== DATA SHOWN ==

=== Section Start ===

// Copyright 2026, Jeroen van Erp <jeroen@geeko.me>
// SPDX-License-Identifier: Apache-2.0

//! Test utilities for mocking Kubernetes API responses.

use crate::credentials::Credentials;
use crate::error::Result;
use crate::kubernetes::ClusterConnector;
use crate::types::ClusterDescriptor;
use base64::{engine::general_purpose::STANDARD, Engine as _};
use http::{HeaderMap, Request, Response};
use http_body_util::BodyExt;
use kube::client::Body;
use kube::Client;
use std::collections::{HashMap, HashSet};
use std::sync::{Arc, Mutex};
use std::task::{Context, Poll};
use tower::Service;

/// DER body of the fake cluster CA
pub const TEST_CA_DER: &[u8] = b"test-cluster-ca";

/// PEM encoding of a single certificate body
pub fn pem_bundle(der: &[u8]) -> String {
    pem::encode(&pem::Pem::new("CERTIFICATE", der.to_vec()))
}

/// CA bundle as the cluster API returns it: base64 of the PEM text
pub fn ca_bundle_base64() -> String {
    STANDARD.encode(pem_bundle(TEST_CA_DER))
}

/// A request as seen by the mock API server
#[derive(Clone, Debug)]
pub struct RecordedRequest {
    pub method: String,
    pub uri: String,
    pub path: String,
    pub headers: HeaderMap,
    pub body: Vec<u8>,
}

/// A mock HTTP service that returns predefined responses based on request paths.
///
/// In stateful mode every POST creates the named object: the first create
/// echoes the object back with 201, a repeated create gets 409 AlreadyExists.
/// An unreachable service records each request, then fails it at the transport.
#[derive(Clone)]
pub struct MockService {
    responses: Arc<Mutex<HashMap<(String, String), (u16, String)>>>,
    created: Arc<Mutex<HashSet<String>>>,
    requests: Arc<Mutex<Vec<RecordedRequest>>>,
    stateful: bool,
    unreachable: bool,
}

impl MockService {
    pub fn new() -> Self {
        Self {
            responses: Arc::new(Mutex::new(HashMap::new())),
            created: Arc::new(Mutex::new(HashSet::new())),
            requests: Arc::new(Mutex::new(Vec::new())),
            stateful: false,
            unreachable: false,
        }
    }

    /// Track created objects instead of answering from canned responses
    pub fn stateful(mut self) -> Self {
        self.stateful = true;
        self
    }

    /// Fail every request as if the connection was refused
    pub fn unreachable(mut self) -> Self {
        self.unreachable = true;
        self
    }

    /// Add a response for POST requests matching the exact path
    pub fn on_post(self, path: &str, status: u16, body: &str) -> Self {
        self.responses
            .lock()
            .unwrap()
            .insert(("POST".to_string(), path.to_string()), (status, body.to_string()));
        self
    }

    /// Build a kube Client from this mock service
    pub fn into_client(self) -> Client {
        Client::new(self, "default")
    }

    /// Every request received so far, in order
    pub fn requests(&self) -> Vec<RecordedRequest> {
        self.requests.lock().unwrap().clone()
    }

    fn respond(&self, request: &RecordedRequest) -> (u16, String) {
        if self.stateful && request.method == "POST" {
            return self.create(request);
        }

        self.responses
            .lock()
            .unwrap()
            .get(&(request.method.clone(), request.path.clone()))
            .cloned()
            .unwrap_or_else(|| (404, status_json(404, "NotFound", "not found")))
    }

    fn create(&self, request: &RecordedRequest) -> (u16, String) {
        let name = serde_json::from_slice::<serde_json::Value>(&request.body)
            .ok()
            .and_then(|v| v["metadata"]["name"].as_str().map(str::to_string))
            .unwrap_or_default();
        let key = format!("{}/{}", request.path, name);

        if self.created.lock().unwrap().insert(key) {
            (201, String::from_utf8_lossy(&request.body).into_owned())
        } else {
            (
                409,
                status_json(409, "AlreadyExists", &format!("\"{}\" already exists", name)),
            )
        }
    }
}

impl Default for MockService {
    fn default() -> Self {
        Self::new()
    }
}

impl Service<Request<Body>> for MockService {
    type Response = Response<Body>;
    type Error = tower::BoxError;
    type Future = std::pin::Pin<
        Box<dyn std::future::Future<Output = std::result::Result<Self::Response, Self::Error>> + Send>,
    >;

    fn poll_ready(&mut self, _cx: &mut Context<'_>) -> Poll<std::result::Result<(), Self::Error>> {
        Poll::Ready(Ok(()))
    }

    fn call(&mut self, req: Request<Body>) -> Self::Future {
        let this = self.clone();

        Box::pin(async move {
            let (parts, body) = req.into_parts();
            let body = body.collect().await?.to_bytes().to_vec();
            let recorded = RecordedRequest {
                method: parts.method.to_string(),
                uri: parts.uri.to_string(),
                path: parts.uri.path().to_string(),
                headers: parts.headers,
                body,
            };

            let (status, body) = this.respond(&recorded);
            this.requests.lock().unwrap().push(recorded);

            if this.unreachable {
                return Err("connection refused".into());
            }

            Ok(Response::builder()
                .status(status)
                .header("content-type", "application/json")
                .body(Body::from(body.into_bytes()))
                .unwrap())
        })
    }
}

/// Connector handing out clients backed by a mock service
#[derive(Clone)]
pub struct MockConnector {
    pub service: MockService,
}

impl ClusterConnector for MockConnector {
    fn connect(&self, _descriptor: &ClusterDescriptor, _credentials: &Credentials) -> Result<Client> {
        Ok(self.service.clone().into_client())
    }
}

/// Create a Kubernetes Status response body
pub fn status_json(code: u16, reason: &str, message: &str) -> String {
    serde_json::json!({
        "kind": "Status",
        "apiVersion": "v1",
        "status": "Failure",
        "message": message,
        "reason": reason,
        "code": code
    })
    .to_string()
}
// Copyright 2026, Jeroen van Erp <jeroen@geeko.me>
// SPDX-License-Identifier: Apache-2.0
use crate::config::Mode;
use crate::types::AuthRequest;
use clap::Parser;

#[derive(Parser, Debug)]
#[clap(author, version, about = "Bootstrap access to an EKS cluster", long_about = None)]
pub struct CliArgs {
    /// Run once locally with the flag-supplied input instead of waiting for invocations
    #[clap(short, long)]
    pub local: bool,

    /// Name of the EKS cluster
    #[clap(short, long, env = "EKS_CLUSTER_NAME")]
    pub cluster_id: Option<String>,

    /// IAM role of the worker nodes to map into the cluster (aws-auth mode)
    #[clap(short, long)]
    pub node_role_arn: Option<String>,

    /// Role to assume when requesting the cluster token
    #[clap(short, long)]
    pub role_arn: Option<String>,

    /// Action to perform against the cluster; overrides BOOTSTRAP_MODE
    #[clap(short, long, value_enum)]
    pub mode: Option<Mode>,

    /// AWS profile to use for local runs
    #[clap(short, long, default_value = "default")]
    pub profile: String,

    /// AWS region of the cluster; defaults to the shared configuration
    #[clap(long, env = "AWS_REGION")]
    pub region: Option<String>,
}

impl CliArgs {
    /// Invocation input for a local run
    pub fn auth_request(&self) -> AuthRequest {
        AuthRequest {
            cluster_id: self.cluster_id.clone().unwrap_or_default(),
            node_role_arn: self.node_role_arn.clone(),
            role_arn: self.role_arn.clone(),
        }
    }
}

=== Section End ===

Return the entries above exactly as they were written.

== RESPONSE BELOW ==
// Copyright 2026, Jeroen van Erp <jeroen@geeko.me>
// SPDX-License-Identifier: Apache-2.0

//! Test utilities for mocking Kubernetes API responses.

use crate::credentials::Credentials;
use crate::error::Result;
use crate::kubernetes::ClusterConnector;
use crate::types::ClusterDescriptor;
use base64::{engine::general_purpose::STANDARD, Engine as _};
use http::{HeaderMap, Request, Response};
use http_body_util::BodyExt;
use kube::client::Body;
use kube::Client;
use std::collections::{HashMap, HashSet};
use std::sync::{Arc, Mutex};
use std::task::{Context, Poll};
use tower::Service;

/// DER body of the fake cluster CA
pub const TEST_CA_DER: &[u8] = b"test-cluster-ca";

/// PEM encoding of a single certificate body
pub fn pem_bundle(der: &[u8]) -> String {
    pem::encode(&pem::Pem::new("CERTIFICATE", der.to_vec()))
}

/// CA bundle as the cluster API returns it: base64 of the PEM text
pub fn ca_bundle_base64() -> String {
    STANDARD.encode(pem_bundle(TEST_CA_DER))
}

/// A request as seen by the mock API server
#[derive(Clone, Debug)]
pub struct RecordedRequest {
    pub method: String,
    pub uri: String,
    pub path: String,
    pub headers: HeaderMap,
    pub body: Vec<u8>,
}

/// A mock HTTP service that returns predefined responses based on request paths.
///
/// In stateful mode every POST creates the named object: the first create
/// echoes the object back with 201, a repeated create gets 409 AlreadyExists.
/// An unreachable service records each request, then fails it at the transport.
#[derive(Clone)]
pub struct MockService {
    responses: Arc<Mutex<HashMap<(String, String), (u16, String)>>>,
    created: Arc<Mutex<HashSet<String>>>,
    requests: Arc<Mutex<Vec<RecordedRequest>>>,
    stateful: bool,
    unreachable: bool,
}

impl MockService {
    pub fn new() -> Self {
        Self {
            responses: Arc::new(Mutex::new(HashMap::new())),
            created: Arc::new(Mutex::new(HashSet::new())),
            requests: Arc::new(Mutex::new(Vec::new())),
            stateful: false,
            unreachable: false,
        }
    }

    /// Track created objects instead of answering from canned responses
    pub fn stateful(mut self) -> Self {
        self.stateful = true;
        self
    }

    /// Fail every request as if the connection was refused
    pub fn unreachable(mut self) -> Self {
        self.unreachable = true;
        self
    }

    /// Add a response for POST requests matching the exact path
    pub fn on_post(self, path: &str, status: u16, body: &str) -> Self {
        self.responses
            .lock()
            .unwrap()
            .insert(("POST".to_string(), path.to_string()), (status, body.to_string()));
        self
    }

    /// Build a kube Client from this mock service
    pub fn into_client(self) -> Client {
        Client::new(self, "default")
    }

    /// Every request received so far, in order
    pub fn requests(&self) -> Vec<RecordedRequest> {
        self.requests.lock().unwrap().clone()
    }

    fn respond(&self, request: &RecordedRequest) -> (u16, String) {
        if self.stateful && request.method == "POST" {
            return self.create(request);
        }

        self.responses
            .lock()
            .unwrap()
            .get(&(request.method.clone(), request.path.clone()))
            .cloned()
            .unwrap_or_else(|| (404, status_json(404, "NotFound", "not found")))
    }

    fn create(&self, request: &RecordedRequest) -> (u16, String) {
        let name = serde_json::from_slice::<serde_json::Value>(&request.body)
            .ok()
            .and_then(|v| v["metadata"]["name"].as_str().map(str::to_string))
            .unwrap_or_default();
        let key = format!("{}/{}", request.path, name);

        if self.created.lock().unwrap().insert(key) {
            (201, String::from_utf8_lossy(&request.body).into_owned())
        } else {
            (
                409,
                status_json(409, "AlreadyExists", &format!("\"{}\" already exists", name)),
            )
        }
    }
}

impl Default for MockService {
    fn default() -> Self {
        Self::new()
    }
}

impl Service<Request<Body>> for MockService {
    type Response = Response<Body>;
    type Error = tower::BoxError;
    type Future = std::pin::Pin<
        Box<dyn std::future::Future<Output = std::result::Result<Self::Response, Self::Error>> + Send>,
    >;

    fn poll_ready(&mut self, _cx: &mut Context<'_>) -> Poll<std::result::Result<(), Self::Error>> {
        Poll::Ready(Ok(()))
    }

    fn call(&mut self, req: Request<Body>) -> Self::Future {
        let this = self.clone();

        Box::pin(async move {
            let (parts, body) = req.into_parts();
            let body = body.collect().await?.to_bytes().to_vec();
            let recorded = RecordedRequest {
                method: parts.method.to_string(),
                uri: parts.uri.to_string(),
                path: parts.uri.path().to_string(),
                headers: parts.headers,
                body,
            };

            let (status, body) = this.respond(&recorded);
            this.requests.lock().unwrap().push(recorded);

            if this.unreachable {
                return Err("connection refused".into());
            }

            Ok(Response::builder()
                .status(status)
                .header("content-type", "application/json")
                .body(Body::from(body.into_bytes()))
                .unwrap())
        })
    }
}

/// Connector handing out clients backed by a mock service
#[derive(Clone)]
pub struct MockConnector {
    pub service: MockService,
}

impl ClusterConnector for MockConnector {
    fn connect(&self, _descriptor: &ClusterDescriptor, _credentials: &Credentials) -> Result<Client> {
        Ok(self.service.clone().into_client())
    }
}

/// Create a Kubernetes Status response body
pub fn status_json(code: u16, reason: &str, message: &str) -> String {
    serde_json::json!({
        "kind": "Status",
        "apiVersion": "v1",
        "status": "Failure",
        "message": message,
        "reason": reason,
        "code": code
    })
    .to_string()
}
// Copyright 2026, Jeroen van Erp <jeroen@geeko.me>
// SPDX-License-Identifier: Apache-2.0
use crate::config::Mode;
use crate::types::AuthRequest;
use clap::Parser;

#[derive(Parser, Debug)]
#[clap(author, version, about = "Bootstrap access to an EKS cluster", long_about = None)]
pub struct CliArgs {
    /// Run once locally with the flag-supplied input instead of waiting for invocations
    #[clap(short, long)]
    pub local: bool,

    /// Name of the EKS cluster
    #[clap(short, long, env = "EKS_CLUSTER_NAME")]
    pub cluster_id: Option<String>,

    /// IAM role of the worker nodes to map into the cluster (aws-auth mode)
    #[clap(short, long)]
    pub node_role_arn: Option<String>,

    /// Role to assume when requesting the cluster token
    #[clap(short, long)]
    pub role_arn: Option<String>,

    /// Action to perform against the cluster; overrides BOOTSTRAP_MODE
    #[clap(short, long, value_enum)]
    pub mode: Option<Mode>,

    /// AWS profile to use for local runs
    #[clap(short, long, default_value = "default")]
    pub profile: String,

    /// AWS region of the cluster; defaults to the shared configuration
    #[clap(long, env = "AWS_REGION")]
    pub region: Option<String>,
}

impl CliArgs {
    /// Invocation input for a local run
    pub fn auth_request(&self) -> AuthRequest {
        AuthRequest {
            cluster_id: self.cluster_id.clone().unwrap_or_default(),
            node_role_arn: self.node_role_arn.clone(),
            role_arn: self.role_arn.clone(),
        }
    }
}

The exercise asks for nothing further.